I have partitioned the new drive with Windows Disk Management; setting up the primary partition as active.
But I cannot find a way to make this partition a boot partition ... and I think this must be the cause of the failure to boot.
Does anyone know how to do this? ( I tried bcdboot , but couldnt find the bcdboot program.)

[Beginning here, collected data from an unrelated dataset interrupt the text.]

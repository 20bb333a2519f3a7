//! Error types for jrpc
//!
//! This module provides error handling for every stage of a JSON-RPC 2.0 call.
//! It defines two main error types:
//!
//! - **Error**: Local failures raised by the client core (uses thiserror)
//! - **JsonRpcErrorData**: Wire-format JSON-RPC 2.0 error objects
//!
//! # Local errors vs protocol errors
//!
//! An `Error` means the call could not be carried out: the URL or version was
//! rejected at construction time, the params had the wrong shape, the network
//! failed, or the body could not be decoded.
//!
//! A `JsonRpcErrorData` is something the *server* sent back inside a perfectly
//! good HTTP response. Receiving one is not a local failure; it only becomes an
//! `Error::JsonRpc` when the caller asks for it via `CallOutcome::into_result`.
//!
//! # Examples
//!
//! ```rust
//! use jrpc_core::{Error, JsonRpcErrorData};
//!
//! let error = Error::UnsupportedVersion("1.0".into());
//! assert_eq!(error.to_string(), "Version \"1.0\" is not supported");
//!
//! let wire = JsonRpcErrorData::new(-32601, "Method not found");
//! assert_eq!(wire.to_string(), "[-32601] Method not found");
//! ```

use serde::{Deserialize, Serialize};
use thiserror::Error;

/// Result type for jrpc operations
pub type Result<T> = std::result::Result<T, Error>;

/// Standard JSON-RPC 2.0 error codes
pub mod codes {
    /// Invalid JSON was received by the server
    pub const PARSE_ERROR: i64 = -32700;
    /// The JSON sent is not a valid Request object
    pub const INVALID_REQUEST: i64 = -32600;
    /// The method does not exist / is not available
    pub const METHOD_NOT_FOUND: i64 = -32601;
    /// Invalid method parameter(s)
    pub const INVALID_PARAMS: i64 = -32602;
    /// Internal JSON-RPC error
    pub const INTERNAL_ERROR: i64 = -32603;
    /// Lowest code of the implementation-defined server error range
    pub const SERVER_ERROR_MIN: i64 = -32099;
    /// Highest code of the implementation-defined server error range
    pub const SERVER_ERROR_MAX: i64 = -32000;
}

/// Local error type for jrpc operations
///
/// # Error Categories
///
/// - **Construction errors**: MalformedUrl, UnsupportedVersion
/// - **Per-call validation**: UnsupportedScheme, InvalidParams, InvalidInput
/// - **Transport errors**: Connection, Http, Tls, Timeout, Io
/// - **Decoding errors**: ResponseDecode, Serialization
/// - **Protocol errors** (opt-in): JsonRpc
#[derive(Debug, Clone, Error)]
pub enum Error {
    /// JSON-RPC error object returned by the server
    ///
    /// Only produced when a caller explicitly converts a decoded response
    /// into a `Result`; transports never return it.
    #[error("JSON-RPC error: {0}")]
    JsonRpc(#[from] JsonRpcErrorData),

    /// The server URL could not be decomposed into scheme and host
    #[error("Malformed URL \"{url}\": {reason}")]
    MalformedUrl {
        /// The URL text as given
        url: String,
        /// Why it was rejected
        reason: String,
    },

    /// The requested JSON-RPC protocol version is not supported
    #[error("Version \"{0}\" is not supported")]
    UnsupportedVersion(String),

    /// The transport cannot carry calls for this URL scheme
    #[error("Scheme \"{0}\" is not supported by this transport")]
    UnsupportedScheme(String),

    /// Params are neither a JSON object nor a JSON array
    #[error("Params {0} are invalid: expected a JSON object or array")]
    InvalidParams(String),

    /// Input handed over by the hosting application failed validation
    #[error("Invalid input: {0}")]
    InvalidInput(String),

    /// The response body was not UTF-8 or not valid JSON
    #[error("Failed to decode response: {0}")]
    ResponseDecode(String),

    /// Serialization of an outgoing message failed
    #[error("Serialization error: {0}")]
    Serialization(String),

    /// Client certificate material or TLS context could not be built
    #[error("TLS error: {0}")]
    Tls(String),

    /// The connection to the server could not be established
    #[error("Connection failed: {0}")]
    Connection(String),

    /// HTTP exchange failed after the connection was established
    #[error("HTTP error: {0}")]
    Http(String),

    /// Input/output error
    #[error("IO error: {0}")]
    Io(String),

    /// The transport's own timeout elapsed
    #[error("Request timeout")]
    Timeout,

    /// Unexpected internal failure
    #[error("Internal error: {0}")]
    Internal(String),
}

impl Error {
    /// Short, stable label for this error, used as a metrics attribute
    pub fn kind(&self) -> &'static str {
        match self {
            Error::JsonRpc(_) => "json_rpc",
            Error::MalformedUrl { .. } => "malformed_url",
            Error::UnsupportedVersion(_) => "unsupported_version",
            Error::UnsupportedScheme(_) => "unsupported_scheme",
            Error::InvalidParams(_) => "invalid_params",
            Error::InvalidInput(_) => "invalid_input",
            Error::ResponseDecode(_) => "response_decode",
            Error::Serialization(_) => "serialization",
            Error::Tls(_) => "tls",
            Error::Connection(_) => "connection",
            Error::Http(_) => "http",
            Error::Io(_) => "io",
            Error::Timeout => "timeout",
            Error::Internal(_) => "internal",
        }
    }

    /// Whether the error was raised before any network activity
    pub fn is_local_validation(&self) -> bool {
        matches!(
            self,
            Error::MalformedUrl { .. }
                | Error::UnsupportedVersion(_)
                | Error::UnsupportedScheme(_)
                | Error::InvalidParams(_)
                | Error::InvalidInput(_)
        )
    }
}

impl From<std::io::Error> for Error {
    fn from(err: std::io::Error) -> Self {
        Error::Io(err.to_string())
    }
}

/// JSON-RPC 2.0 error object as it appears in the `error` member of a response
///
/// According to JSON-RPC 2.0 an error object MUST contain an integer `code`
/// and a string `message`, and MAY contain `data`.
///
/// The code is kept as `i64` so that out-of-range codes from misbehaving
/// servers still deserialize and fall into the unknown category.
///
/// # Examples
///
/// ```rust
/// use jrpc_core::JsonRpcErrorData;
/// use serde_json::json;
///
/// let error = JsonRpcErrorData::with_data(
///     -32050,
///     "Database unavailable",
///     json!({"retry_after": 5})
/// );
/// assert_eq!(error.code, -32050);
/// ```
#[derive(Debug, Clone, PartialEq, Serialize, Deserialize)]
pub struct JsonRpcErrorData {
    /// Numeric error code
    pub code: i64,

    /// Short description of the error
    #[serde(default)]
    pub message: String,

    /// Optional additional error information
    #[serde(default, skip_serializing_if = "Option::is_none")]
    pub data: Option<serde_json::Value>,
}

impl JsonRpcErrorData {
    /// Create a new JSON-RPC error with code and message
    pub fn new(code: i64, message: impl Into<String>) -> Self {
        Self {
            code,
            message: message.into(),
            data: None,
        }
    }

    /// Create a new JSON-RPC error with additional data
    pub fn with_data(code: i64, message: impl Into<String>, data: serde_json::Value) -> Self {
        Self {
            code,
            message: message.into(),
            data: Some(data),
        }
    }
}

impl std::fmt::Display for JsonRpcErrorData {
    /// Formats as "[code] message", e.g. "[-32601] Method not found"
    fn fmt(&self, f: &mut std::fmt::Formatter<'_>) -> std::fmt::Result {
        write!(f, "[{}] {}", self.code, self.message)
    }
}

impl std::error::Error for JsonRpcErrorData {}
//! Decoding of JSON-RPC error objects into human-readable categories
//!
//! JSON-RPC 2.0 reserves a handful of exact codes and the range
//! `-32099..=-32000` for server implementations. `decode` maps an error object
//! onto those categories:
//!
//! | code | category |
//! |---|---|
//! | -32700 | `ParseError` |
//! | -32600 | `InvalidRequest` |
//! | -32601 | `MethodNotFound` |
//! | -32602 | `InvalidParams` |
//! | -32603 | `InternalError` |
//! | -32099 ..= -32000 | `ServerError` (message and data echoed) |
//! | anything else | `UnknownError` (message and data echoed) |
//!
//! `CallOutcome` builds on that to split a raw response into success or a
//! decoded failure while keeping the original response around for logging.

use crate::error::{codes, Error, JsonRpcErrorData, Result};
use crate::types::Id;
use serde_json::Value;
use std::fmt;

/// Category of a JSON-RPC error code
#[derive(Debug, Clone, Copy, PartialEq, Eq, Hash)]
pub enum ErrorCategory {
    /// -32700
    ParseError,
    /// -32600
    InvalidRequest,
    /// -32601
    MethodNotFound,
    /// -32602
    InvalidParams,
    /// -32603
    InternalError,
    /// -32099 to -32000 inclusive
    ServerError,
    /// Everything else
    UnknownError,
}

impl ErrorCategory {
    /// Categorize a numeric error code
    ///
    /// Exact codes are checked first, then the server range, then the catch-all.
    pub fn from_code(code: i64) -> Self {
        match code {
            codes::PARSE_ERROR => ErrorCategory::ParseError,
            codes::INVALID_REQUEST => ErrorCategory::InvalidRequest,
            codes::METHOD_NOT_FOUND => ErrorCategory::MethodNotFound,
            codes::INVALID_PARAMS => ErrorCategory::InvalidParams,
            codes::INTERNAL_ERROR => ErrorCategory::InternalError,
            codes::SERVER_ERROR_MIN..=codes::SERVER_ERROR_MAX => ErrorCategory::ServerError,
            _ => ErrorCategory::UnknownError,
        }
    }

    /// Stable name of the category
    pub fn as_str(&self) -> &'static str {
        match self {
            ErrorCategory::ParseError => "ParseError",
            ErrorCategory::InvalidRequest => "InvalidRequest",
            ErrorCategory::MethodNotFound => "MethodNotFound",
            ErrorCategory::InvalidParams => "InvalidParams",
            ErrorCategory::InternalError => "InternalError",
            ErrorCategory::ServerError => "ServerError",
            ErrorCategory::UnknownError => "UnknownError",
        }
    }
}

impl fmt::Display for ErrorCategory {
    fn fmt(&self, f: &mut fmt::Formatter<'_>) -> fmt::Result {
        f.write_str(self.as_str())
    }
}

/// A JSON-RPC error reduced to a category and a readable message
#[derive(Debug, Clone, PartialEq)]
pub struct DecodedError {
    /// Category derived from the code
    pub category: ErrorCategory,
    /// Code as sent by the server
    pub code: i64,
    /// Human-readable description
    pub message: String,
}

impl fmt::Display for DecodedError {
    fn fmt(&self, f: &mut fmt::Formatter<'_>) -> fmt::Result {
        write!(f, "[{}] {}", self.category, self.message)
    }
}

/// Decode a JSON-RPC error object
///
/// # Examples
///
/// ```rust
/// use jrpc_core::{decode, ErrorCategory, JsonRpcErrorData};
///
/// let decoded = decode(&JsonRpcErrorData::new(-32700, "Parse error"));
/// assert_eq!(decoded.category, ErrorCategory::ParseError);
/// assert_eq!(decoded.message, "Invalid JSON was received by the server.");
///
/// let decoded = decode(&JsonRpcErrorData::new(-32050, "DB down"));
/// assert_eq!(decoded.category, ErrorCategory::ServerError);
/// assert_eq!(decoded.message, "Server error: DB down");
/// ```
pub fn decode(error: &JsonRpcErrorData) -> DecodedError {
    let category = ErrorCategory::from_code(error.code);
    let message = match category {
        ErrorCategory::ParseError => "Invalid JSON was received by the server.".to_string(),
        ErrorCategory::InvalidRequest => "The JSON sent is not a valid Request object.".to_string(),
        ErrorCategory::MethodNotFound => {
            "The method does not exist / is not available.".to_string()
        }
        ErrorCategory::InvalidParams => "Invalid method parameter(s).".to_string(),
        ErrorCategory::InternalError => "Internal JSON-RPC error.".to_string(),
        ErrorCategory::ServerError => echo("Server error", error),
        ErrorCategory::UnknownError => echo("Unknown error", error),
    };

    DecodedError {
        category,
        code: error.code,
        message,
    }
}

fn echo(prefix: &str, error: &JsonRpcErrorData) -> String {
    match &error.data {
        Some(data) => format!("{}: {} (data: {})", prefix, error.message, data),
        None => format!("{}: {}", prefix, error.message),
    }
}

/// Read an `error` member leniently
///
/// Objects with an integer `code` deserialize normally. Anything else becomes
/// an error object with code 0, so it decodes as `UnknownError` and keeps the
/// raw text as its message.
pub fn error_data_from_value(error: &Value) -> JsonRpcErrorData {
    serde_json::from_value::<JsonRpcErrorData>(error.clone()).unwrap_or_else(|_| {
        let data = error.get("data").cloned();
        let message = match error {
            Value::String(s) => s.clone(),
            other => other.to_string(),
        };
        JsonRpcErrorData {
            code: 0,
            message,
            data,
        }
    })
}

/// Interpretation of a raw JSON-RPC response
///
/// A non-null `error` member wins even if the server also sent `result`.
/// The response `id` is not compared against the request id; it is exposed
/// through `id()` for callers that want to check it.
#[derive(Debug, Clone, PartialEq)]
pub enum CallOutcome {
    /// The server returned a result
    Success {
        /// Value of the `result` member (`null` if the member was missing)
        result: Value,
        /// The full response
        response: Value,
    },
    /// The server returned an error object
    Failure {
        /// The decoded error
        error: DecodedError,
        /// The error object as sent
        raw: JsonRpcErrorData,
        /// The full response
        response: Value,
    },
}

impl CallOutcome {
    /// Split a response into success or failure
    ///
    /// # Examples
    ///
    /// ```rust
    /// use jrpc_core::{CallOutcome, ErrorCategory};
    /// use serde_json::json;
    ///
    /// let outcome = CallOutcome::from_response(json!({
    ///     "jsonrpc": "2.0",
    ///     "error": {"code": -32601, "message": "Method not found"},
    ///     "id": 1
    /// }));
    /// assert_eq!(outcome.decoded_error().unwrap().category, ErrorCategory::MethodNotFound);
    /// ```
    pub fn from_response(response: Value) -> Self {
        match response.get("error") {
            Some(error) if !error.is_null() => {
                let raw = error_data_from_value(error);
                CallOutcome::Failure {
                    error: decode(&raw),
                    raw,
                    response,
                }
            }
            _ => CallOutcome::Success {
                result: response.get("result").cloned().unwrap_or(Value::Null),
                response,
            },
        }
    }

    /// Whether the server reported an error
    pub fn is_error(&self) -> bool {
        matches!(self, CallOutcome::Failure { .. })
    }

    /// The decoded error, if any
    pub fn decoded_error(&self) -> Option<&DecodedError> {
        match self {
            CallOutcome::Failure { error, .. } => Some(error),
            CallOutcome::Success { .. } => None,
        }
    }

    /// The original response
    pub fn response(&self) -> &Value {
        match self {
            CallOutcome::Success { response, .. } | CallOutcome::Failure { response, .. } => {
                response
            }
        }
    }

    /// The response `id`, if the server sent a usable one
    pub fn id(&self) -> Option<Id> {
        Id::from_response(self.response())
    }

    /// Turn the outcome into a `Result`, mapping a failure to `Error::JsonRpc`
    pub fn into_result(self) -> Result<Value> {
        match self {
            CallOutcome::Success { result, .. } => Ok(result),
            CallOutcome::Failure { raw, .. } => Err(Error::JsonRpc(raw)),
        }
    }
}

#[cfg(test)]
mod tests {
    use super::*;
    use serde_json::json;

    fn category(code: i64) -> ErrorCategory {
        decode(&JsonRpcErrorData::new(code, "msg")).category
    }

    #[test]
    fn test_exact_codes() {
        assert_eq!(category(-32700), ErrorCategory::ParseError);
        assert_eq!(category(-32600), ErrorCategory::InvalidRequest);
        assert_eq!(category(-32601), ErrorCategory::MethodNotFound);
        assert_eq!(category(-32602), ErrorCategory::InvalidParams);
        assert_eq!(category(-32603), ErrorCategory::InternalError);
    }

    #[test]
    fn test_server_range_boundaries() {
        assert_eq!(category(-32000), ErrorCategory::ServerError);
        assert_eq!(category(-32099), ErrorCategory::ServerError);
        assert_eq!(category(-32050), ErrorCategory::ServerError);
        assert_eq!(category(-31999), ErrorCategory::UnknownError);
        assert_eq!(category(-32100), ErrorCategory::UnknownError);
    }

    #[test]
    fn test_other_codes_are_unknown() {
        for code in [-1, 0, 1, 404, -32604, -32768, i64::MIN, i64::MAX] {
            assert_eq!(category(code), ErrorCategory::UnknownError, "code {}", code);
        }
    }

    #[test]
    fn test_parse_error_message() {
        let decoded = decode(&JsonRpcErrorData::new(-32700, "whatever the server said"));
        assert_eq!(decoded.message, "Invalid JSON was received by the server.");
        assert_eq!(decoded.code, -32700);
    }

    #[test]
    fn test_server_error_echoes_message_and_data() {
        let decoded = decode(&JsonRpcErrorData::with_data(
            -32050,
            "Database unavailable",
            json!({"retry_after": 5}),
        ));
        assert_eq!(decoded.category, ErrorCategory::ServerError);
        assert!(decoded.message.contains("Database unavailable"));
        assert!(decoded.message.contains("retry_after"));
    }

    #[test]
    fn test_unknown_error_echoes_message() {
        let decoded = decode(&JsonRpcErrorData::new(-1, "custom failure"));
        assert_eq!(decoded.message, "Unknown error: custom failure");
        assert_eq!(decoded.to_string(), "[UnknownError] Unknown error: custom failure");
    }

    #[test]
    fn test_outcome_success() {
        let outcome = CallOutcome::from_response(json!({"jsonrpc": "2.0", "result": "success", "id": 1}));
        assert!(!outcome.is_error());
        assert_eq!(outcome.id(), Some(Id::Number(1)));
        assert_eq!(outcome.into_result().unwrap(), json!("success"));
    }

    #[test]
    fn test_outcome_error_is_authoritative() {
        let response = json!({
            "jsonrpc": "2.0",
            "result": "ignored",
            "error": {"code": -32602, "message": "Invalid params"},
            "id": 3
        });
        let outcome = CallOutcome::from_response(response.clone());

        assert!(outcome.is_error());
        assert_eq!(outcome.decoded_error().unwrap().category, ErrorCategory::InvalidParams);
        assert_eq!(outcome.response(), &response);

        match outcome.into_result() {
            Err(Error::JsonRpc(raw)) => assert_eq!(raw.code, -32602),
            other => panic!("Expected JsonRpc error, got {:?}", other),
        }
    }

    #[test]
    fn test_outcome_null_error_is_success() {
        let outcome = CallOutcome::from_response(json!({"jsonrpc": "2.0", "result": 5, "error": null, "id": 1}));
        assert!(!outcome.is_error());
    }

    #[test]
    fn test_outcome_malformed_error_member() {
        let outcome = CallOutcome::from_response(json!({"jsonrpc": "2.0", "error": "boom", "id": null}));
        let decoded = outcome.decoded_error().unwrap();
        assert_eq!(decoded.category, ErrorCategory::UnknownError);
        assert!(decoded.message.contains("boom"));
        assert_eq!(outcome.id(), Some(Id::Null));

        let outcome = CallOutcome::from_response(json!({"error": {"code": "x", "message": "bad code"}}));
        assert_eq!(outcome.decoded_error().unwrap().category, ErrorCategory::UnknownError);
    }

    #[test]
    fn test_outcome_missing_result_is_null() {
        let outcome = CallOutcome::from_response(json!({"jsonrpc": "2.0", "id": 1}));
        assert_eq!(outcome.into_result().unwrap(), Value::Null);
    }
}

Also, when installing Ubuntu ... the Ubuntu installer just does not see the Windows NTFS partitions ... Ubuntu claims to see only 125GB of space, whereas it is a 1TB disk and Windows disk manager sees 934GB of space ... peculiar ..

Any advice appreciated

Jefe
NB ...

oldfred
February 9th, 2013, 07:38 AM
You cannot create partitions with Windows for Ubuntu to install into. You may want part of the new drive to be NTFS for shared data. But Ubuntu will only install to Linux formatted partitions and Windows does not create those.

For the Total space you want for Ubuntu:
Ubuntu's standard install is just / (root) & swap, but it is better to add another partition for /home if allocating over 30GB.:
If gpt(not MBR) partitioning include these two first - all partitions with gpt are primary
- 250 MB efi FAT32 (for UEFI boot or future use for UEFI)
- 1 MB bios_grub no format (for BIOS boot)
Ubuntu partitions - smaller root only where hard drive space is limited.
If total space less than about 30GB just use / not separate /home or standard install.
1. 10-25 GB Mountpoint / primary or logical beginning ext4(or ext3)
2. all but 2 GB Mountpoint /home logical beginning ext4(or ext3)
3. 2 GB Mountpoint swap logical

Depending on how much memory you have you may not absolutely need swap but having some is still recommended. I do not hibernate (boots fast enough for me) but if hibernating then you need swap equal to RAM in GiB not GB. And if dual booting with windows a shared NTFS partition is also recommended. But you usually cannot create that as part of the install, just leave some space. Or partition in advance (recommended).
One advantage of partitioning in advance is that the installer will use the swap space to speed up the install. Thanks Herman for the tip.

You do have to use Something else or manual install so you have the option on where to install grub. And you want grub2's boot loader in the MBR of the new drive. Otherwise it will default to sda.

Install to external drive. Also any second drive.
Installer version has not changed much so still a good guide except I do not recommend the separate /boot for most systems. Older systems may need it. And some with very large / (root) partitions. BIOS/MBR not for UEFI
http://www.linuxbsdos.com/2012/07/23/dual-boot-ubuntu-12-04-and-windows-7-on-a-computer-with-2-hard-drives/
Installing Ubuntu in Hard Disk Two (or more) internal or external Lots of detail - now alternative (text based) installer
Different versions have slight difference in install screens but process is the same.
http://members.iinet.net.au/~herman546/p24.html
p24/041.png Shows combo box to select where to install the grub2 boot loader.
Where Do You Want To Install GNU/GRUB boot loader?